Release Notes#

v0.2.0#

New Features#

Python version support: Added Python 3.14 support.
FFT Conv1D: New non-causal 1D convolution using real FFT.
- Forward and backward pass with full autograd support.
- Supports FFT sizes from 32 to 8192.
- Automatic input/filter padding and FFT size validation.
- Supports float16, bfloat16, float32, and float64 data types.
Causal Conv1D NHC layout: Added support for channel-last memory format in causal convolution.
Causal Conv1D NCH layout: Improved performance for workloads with 128-byte aligned sequences and 16-byte data types.
FFT Conv2D optimizations: Performance improvements to 2D FFT convolution kernels. Supports 2D depthwise convolution with ‘same’ padding using FFT.

Bug Fixes#

Fixed int32 index overflow for large tensors when batch_size * hidden_dim * seq_dim exceeds 2^31 elements.

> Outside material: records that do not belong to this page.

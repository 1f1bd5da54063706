use anyhow::Result;
use common::restart::{RestartInfo, RestartOperation, RestartPolicy, RestartSegment};
use common::TransferConfig;
use remote::{ErrorKind, PortalServer, TransferEngine, TransferRequest};

const SIZE: u64 = 100_003;
const OBJ_PATH: &str = "/tempZone/home/rods/payload.bin";

fn config() -> TransferConfig {
    TransferConfig {
        trans_buf_size: 4096,
        chunk_size: 10_000,
        min_restart_size: 1024,
        restart_flush_threshold: 8192,
        connect_timeout: std::time::Duration::from_secs(10),
        io_timeout: std::time::Duration::from_secs(10),
        ..Default::default()
    }
}

fn localhost() -> std::net::IpAddr {
    std::net::IpAddr::V4(std::net::Ipv4Addr::LOCALHOST)
}

fn random_bytes(len: u64) -> Vec<u8> {
    (0..len).map(|_| rand::random::<u8>()).collect()
}

fn key(byte: u8) -> Option<remote::EncryptionContext> {
    Some(remote::EncryptionContext::new(&[byte; 32]).unwrap())
}

struct Fixture {
    _tmp_dir: tempfile::TempDir,
    data: Vec<u8>,
    client_file: std::path::PathBuf,
    server_file: std::path::PathBuf,
    restart_file: std::path::PathBuf,
}

impl Fixture {
    fn new() -> Result<Self> {
        let tmp_dir = tempfile::tempdir()?;
        Ok(Self {
            data: random_bytes(SIZE),
            client_file: tmp_dir.path().join("client.bin"),
            server_file: tmp_dir.path().join("server.bin"),
            restart_file: tmp_dir.path().join("client.bin.restart"),
            _tmp_dir: tmp_dir,
        })
    }

    fn request(&self, portal: remote::PortalAddr, thread_count: usize) -> TransferRequest {
        TransferRequest {
            portal,
            local_path: self.client_file.clone(),
            obj_path: OBJ_PATH.to_string(),
            size: SIZE,
            thread_count,
            restart_file: Some(self.restart_file.clone()),
        }
    }

    /// Checkpoint of an interrupted transfer plus a target file holding exactly the covered bytes.
    async fn interrupted(
        &self,
        operation: RestartOperation,
        segments: &[RestartSegment],
        target: &std::path::Path,
    ) -> Result<RestartInfo> {
        let mut info = RestartInfo::begin(
            operation,
            &self.client_file,
            OBJ_PATH,
            SIZE,
            segments.len(),
            &RestartPolicy::from(&config()),
        );
        info.segments = segments.to_vec();
        info.save(&self.restart_file).await?;
        let mut partial = vec![0u8; SIZE as usize];
        for seg in segments {
            let range = seg.offset as usize..seg.end() as usize;
            partial[range.clone()].copy_from_slice(&self.data[range]);
        }
        tokio::fs::write(target, &partial).await?;
        Ok(info)
    }
}

async fn put_round_trip(thread_count: usize, encrypted: bool) -> Result<()> {
    let fixture = Fixture::new()?;
    tokio::fs::write(&fixture.client_file, &fixture.data).await?;
    let crypt = |byte| if encrypted { key(byte) } else { None };
    let server = PortalServer::new(config(), crypt(7))?;
    let engine = TransferEngine::new(config(), crypt(7))?;
    let listener = server.listen(localhost()).await?;
    let request = fixture.request(listener.portal_addr()?, thread_count);
    let (sent, received) = tokio::join!(
        engine.put(&request),
        server.serve_put(&listener, &fixture.server_file, SIZE, thread_count),
    );
    let sent = sent?;
    let received = received?;
    assert_eq!(sent.bytes_transferred, SIZE);
    assert_eq!(received.bytes_transferred, SIZE);
    assert_eq!(sent.workers, thread_count);
    assert_eq!(tokio::fs::read(&fixture.server_file).await?, fixture.data);
    assert!(!fixture.restart_file.exists());
    Ok(())
}

async fn get_round_trip(thread_count: usize, encrypted: bool) -> Result<()> {
    let fixture = Fixture::new()?;
    tokio::fs::write(&fixture.server_file, &fixture.data).await?;
    let crypt = |byte| if encrypted { key(byte) } else { None };
    let server = PortalServer::new(config(), crypt(9))?;
    let engine = TransferEngine::new(config(), crypt(9))?;
    let listener = server.listen(localhost()).await?;
    let request = fixture.request(listener.portal_addr()?, thread_count);
    let (received, sent) = tokio::join!(
        engine.get(&request),
        server.serve_get(&listener, &fixture.server_file, SIZE, thread_count),
    );
    assert_eq!(received?.bytes_transferred, SIZE);
    assert_eq!(sent?.bytes_transferred, SIZE);
    assert_eq!(tokio::fs::read(&fixture.client_file).await?, fixture.data);
    assert!(!fixture.restart_file.exists());
    Ok(())
}

#[tokio::test(flavor = "multi_thread")]
async fn test_put_single_thread() -> Result<()> {
    put_round_trip(1, false).await
}

#[tokio::test(flavor = "multi_thread")]
async fn test_put_many_threads() -> Result<()> {
    put_round_trip(5, false).await
}

#[tokio::test(flavor = "multi_thread")]
async fn test_put_many_threads_encrypted() -> Result<()> {
    put_round_trip(4, true).await
}

#[tokio::test(flavor = "multi_thread")]
async fn test_get_single_thread_encrypted() -> Result<()> {
    get_round_trip(1, true).await
}

#[tokio::test(flavor = "multi_thread")]
async fn test_get_many_threads() -> Result<()> {
    get_round_trip(16, false).await
}

#[tokio::test(flavor = "multi_thread")]
async fn test_too_many_threads_is_rejected_after_draining() -> Result<()> {
    let fixture = Fixture::new()?;
    let server = PortalServer::new(config(), None)?;
    let engine = TransferEngine::new(config(), None)?;
    let listener = server.listen(localhost()).await?;
    let request = fixture.request(listener.portal_addr()?, 17);
    let (err, accepted) = tokio::join!(engine.put(&request), listener.accept(17));
    let err = err.unwrap_err();
    assert_eq!(err.kind(), ErrorKind::TooManyThreads);
    // every requested connection was opened, so the listening side is not left waiting
    assert_eq!(accepted?.len(), 17);
    Ok(())
}

#[tokio::test(flavor = "multi_thread")]
async fn test_short_get_is_length_mismatch() -> Result<()> {
    let fixture = Fixture::new()?;
    tokio::fs::write(&fixture.server_file, &fixture.data).await?;
    let server = PortalServer::new(config(), None)?;
    let engine = TransferEngine::new(config(), None)?;
    let listener = server.listen(localhost()).await?;
    let request = fixture.request(listener.portal_addr()?, 3);
    let (received, sent) = tokio::join!(
        engine.get(&request),
        server.serve_get(&listener, &fixture.server_file, SIZE - 10, 3),
    );
    assert_eq!(sent?.bytes_transferred, SIZE - 10);
    let err = received.unwrap_err();
    assert_eq!(err.kind(), ErrorKind::TransferLengthMismatch);
    assert_eq!(err.summary.bytes_transferred, SIZE - 10);
    // the progress made is kept for a resume
    let saved = RestartInfo::load(&fixture.restart_file).await?;
    assert_eq!(saved.bytes_done(), SIZE - 10);
    Ok(())
}

#[tokio::test(flavor = "multi_thread")]
async fn test_put_of_resized_file_is_length_mismatch() -> Result<()> {
    let fixture = Fixture::new()?;
    tokio::fs::write(&fixture.client_file, &fixture.data[..1000]).await?;
    let server = PortalServer::new(config(), None)?;
    let engine = TransferEngine::new(config(), None)?;
    let listener = server.listen(localhost()).await?;
    let request = fixture.request(listener.portal_addr()?, 2);
    let (sent, received) = tokio::join!(
        engine.put(&request),
        server.serve_put(&listener, &fixture.server_file, SIZE, 2),
    );
    assert_eq!(sent.unwrap_err().kind(), ErrorKind::TransferLengthMismatch);
    assert!(received.is_err());
    Ok(())
}

#[tokio::test(flavor = "multi_thread")]
async fn test_wrong_key_fails_authentication() -> Result<()> {
    let fixture = Fixture::new()?;
    tokio::fs::write(&fixture.server_file, &fixture.data).await?;
    let server = PortalServer::new(config(), key(1))?;
    let engine = TransferEngine::new(config(), key(2))?;
    let listener = server.listen(localhost()).await?;
    let request = fixture.request(listener.portal_addr()?, 2);
    let (received, _sent) = tokio::join!(
        engine.get(&request),
        server.serve_get(&listener, &fixture.server_file, SIZE, 2),
    );
    assert_eq!(received.unwrap_err().kind(), ErrorKind::Crypto);
    Ok(())
}

#[tokio::test(flavor = "multi_thread")]
async fn test_corrupt_checkpoint_restarts_from_zero() -> Result<()> {
    let fixture = Fixture::new()?;
    tokio::fs::write(&fixture.server_file, &fixture.data).await?;
    tokio::fs::write(&fixture.restart_file, b"definitely not a checkpoint").await?;
    let server = PortalServer::new(config(), None)?;
    let engine = TransferEngine::new(config(), None)?;
    let listener = server.listen(localhost()).await?;
    let request = fixture.request(listener.portal_addr()?, 3);
    assert_eq!(
        engine.plan_resume(RestartOperation::Get, &request).await,
        remote::ResumePlan::Restart
    );
    let (received, sent) = tokio::join!(
        engine.resume_get(&request),
        server.serve_get(&listener, &fixture.server_file, SIZE, 3),
    );
    assert_eq!(received?.bytes_transferred, SIZE);
    sent?;
    assert_eq!(tokio::fs::read(&fixture.client_file).await?, fixture.data);
    assert!(!fixture.restart_file.exists());
    Ok(())
}

#[tokio::test(flavor = "multi_thread")]
async fn test_resume_get_moves_only_gaps() -> Result<()> {
    let fixture = Fixture::new()?;
    tokio::fs::write(&fixture.server_file, &fixture.data).await?;
    let third = SIZE / 3;
    let segments = [
        RestartSegment {
            offset: 0,
            len: 5000,
        },
        RestartSegment {
            offset: third,
            len: third,
        },
        RestartSegment {
            offset: 2 * third + 100,
            len: 7000,
        },
    ];
    let info = fixture
        .interrupted(RestartOperation::Get, &segments, &fixture.client_file)
        .await?;
    let gaps: Vec<(u64, u64)> = info.resume().iter().map(|gap| (gap.offset, gap.len)).collect();
    assert_eq!(
        gaps.iter().map(|(_, len)| len).sum::<u64>(),
        SIZE - info.bytes_done()
    );
    let server = PortalServer::new(config(), None)?;
    let engine = TransferEngine::new(config(), None)?;
    let listener = server.listen(localhost()).await?;
    let request = fixture.request(listener.portal_addr()?, 3);
    let (received, sent) = tokio::join!(
        engine.resume_get(&request),
        server.serve_get_ranges(&listener, &fixture.server_file, SIZE, &gaps),
    );
    assert_eq!(received?.bytes_transferred, SIZE - info.bytes_done());
    sent?;
    assert_eq!(tokio::fs::read(&fixture.client_file).await?, fixture.data);
    assert!(!fixture.restart_file.exists());
    Ok(())
}

#[tokio::test(flavor = "multi_thread")]
async fn test_resume_put_moves_only_gaps() -> Result<()> {
    let fixture = Fixture::new()?;
    tokio::fs::write(&fixture.client_file, &fixture.data).await?;
    let half = SIZE / 2;
    let segments = [
        RestartSegment {
            offset: 1000,
            len: 20_000,
        },
        RestartSegment {
            offset: half,
            len: 30_000,
        },
    ];
    let info = fixture
        .interrupted(RestartOperation::Put, &segments, &fixture.server_file)
        .await?;
    let gaps: Vec<(u64, u64)> = info.resume().iter().map(|gap| (gap.offset, gap.len)).collect();
    let server = PortalServer::new(config(), key(3))?;
    let engine = TransferEngine::new(config(), key(3))?;
    let listener = server.listen(localhost()).await?;
    let request = fixture.request(listener.portal_addr()?, 2);
    let (sent, received) = tokio::join!(
        engine.resume_put(&request),
        server.serve_put_ranges(&listener, &fixture.server_file, SIZE, &gaps),
    );
    assert_eq!(sent?.bytes_transferred, SIZE - 50_000);
    received?;
    assert_eq!(tokio::fs::read(&fixture.server_file).await?, fixture.data);
    assert!(!fixture.restart_file.exists());
    Ok(())
}

#[tokio::test(flavor = "multi_thread")]
async fn test_interrupted_get_resumes_to_identical_file() -> Result<()> {
    let fixture = Fixture::new()?;
    tokio::fs::write(&fixture.server_file, &fixture.data).await?;
    let server = PortalServer::new(config(), None)?;
    let engine = TransferEngine::new(config(), None)?;
    // first attempt: the server goes away after sending the first 40000 bytes
    let listener = server.listen(localhost()).await?;
    let request = fixture.request(listener.portal_addr()?, 1);
    let (received, _) = tokio::join!(
        engine.get(&request),
        server.serve_get_ranges(&listener, &fixture.server_file, SIZE, &[(0, 40_000)]),
    );
    assert_eq!(received.unwrap_err().kind(), ErrorKind::TransferLengthMismatch);
    let info = RestartInfo::load(&fixture.restart_file).await?;
    assert_eq!(info.bytes_done(), 40_000);
    let gaps: Vec<(u64, u64)> = info.resume().iter().map(|gap| (gap.offset, gap.len)).collect();
    assert_eq!(gaps, vec![(40_000, SIZE - 40_000)]);
    // second attempt moves the rest
    let listener = server.listen(localhost()).await?;
    let request = fixture.request(listener.portal_addr()?, 1);
    let (received, sent) = tokio::join!(
        engine.resume_get(&request),
        server.serve_get_ranges(&listener, &fixture.server_file, SIZE, &gaps),
    );
    assert_eq!(received?.bytes_transferred, SIZE - 40_000);
    sent?;
    assert_eq!(tokio::fs::read(&fixture.client_file).await?, fixture.data);
    assert!(!fixture.restart_file.exists());
    Ok(())
}

#[tokio::test(flavor = "multi_thread")]
async fn test_unreachable_portal_aborts_transfer() -> Result<()> {
    let fixture = Fixture::new()?;
    tokio::fs::write(&fixture.client_file, &fixture.data).await?;
    let closed = tokio::net::TcpListener::bind((localhost(), 0)).await?;
    let portal = remote::PortalAddr {
        addr: closed.local_addr()?,
        cookie: 42,
    };
    drop(closed);
    let engine = TransferEngine::new(config(), None)?;
    let err = engine.put(&fixture.request(portal, 3)).await.unwrap_err();
    assert_eq!(err.kind(), ErrorKind::ConnectionError);
    assert_eq!(err.summary.bytes_transferred, 0);
    Ok(())
}

#[tokio::test(flavor = "multi_thread")]
async fn test_data_past_declared_size_is_framing_error() -> Result<()> {
    let fixture = Fixture::new()?;
    tokio::fs::write(&fixture.server_file, &fixture.data).await?;
    let server = PortalServer::new(config(), None)?;
    let engine = TransferEngine::new(config(), None)?;
    let listener = server.listen(localhost()).await?;
    let request = TransferRequest {
        size: 10_000,
        ..fixture.request(listener.portal_addr()?, 1)
    };
    let (received, _sent) = tokio::join!(
        engine.get(&request),
        server.serve_get(&listener, &fixture.server_file, 20_000, 1),
    );
    let err = received.unwrap_err();
    assert_eq!(err.kind(), ErrorKind::FramingError);
    assert!(format!("{err:#}").contains("exceeds object size"), "{err:#}");
    // nothing past the declared size reached the local file
    assert_eq!(tokio::fs::metadata(&fixture.client_file).await?.len(), 10_000);
    Ok(())
}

All kernel layout computations now use 64-bit indexing.
Fixed causal conv1d backward kernel producing incorrect weight gradients for certain sequence lengths due to uninitialized values.
Fixed padding calculation in fft_conv2d.py for correct same-padding semantics.

v0.1.1#

First official release of subquadratic_ops_torch, providing GPU-accelerated CUDA kernels for subquadratic operations with PyTorch bindings.

New Features#

B2B Causal Conv1D: Back-to-back depthwise causal 1D convolution fused kernel for the Striped Hyena 2 architecture used in the Evo2 model.
- Fuses projection convolution, element-wise gating, mixer convolution, and skip connection into a single kernel launch.
- Forward and backward pass with full autograd support.
- Supports float16, bfloat16, float32, and float64 data types.
Causal Conv1D: Depthwise causal 1D convolution with optional bias and activation.
- Forward and backward pass with full autograd support.
- Built-in SiLU activation support.
- Supports float16, bfloat16, float32, and float64 data types.
- NCH layout support.
FFT Causal Conv1D: Causal 1D convolution using real FFT and IFFT for long filter sizes.
- Short-FFT path for filters up to 16384 (SM 9.0+) or 8192 (older architectures).
- Long-FFT path for arbitrary filter lengths.
- Forward and backward pass with full autograd support.
- Supports float16, bfloat16, float32, and float64 data types.
FFT Conv2D: FFT-based 2D depthwise separable convolution with same-padding semantics.
- Forward and backward pass with full autograd support.
- Supports float32, and float64 data types.
Implicit Filter: Implicit modal filter generation for the Hyena architecture.
- Memory-efficient implementation of implicit modal filter.
- Forward and backward pass with full autograd support.
- Built on NVIDIA Warp for tiled kernel launches.
Rearrange: CUDA-accelerated tensor layout transposition between (B, H, L) and (L, B, H) formats with autograd support.

Platform Support#

CUDA-compatible NVIDIA GPUs (Ampere and newer).
CUDA Toolkit 12.0+.
Python 3.11–3.13.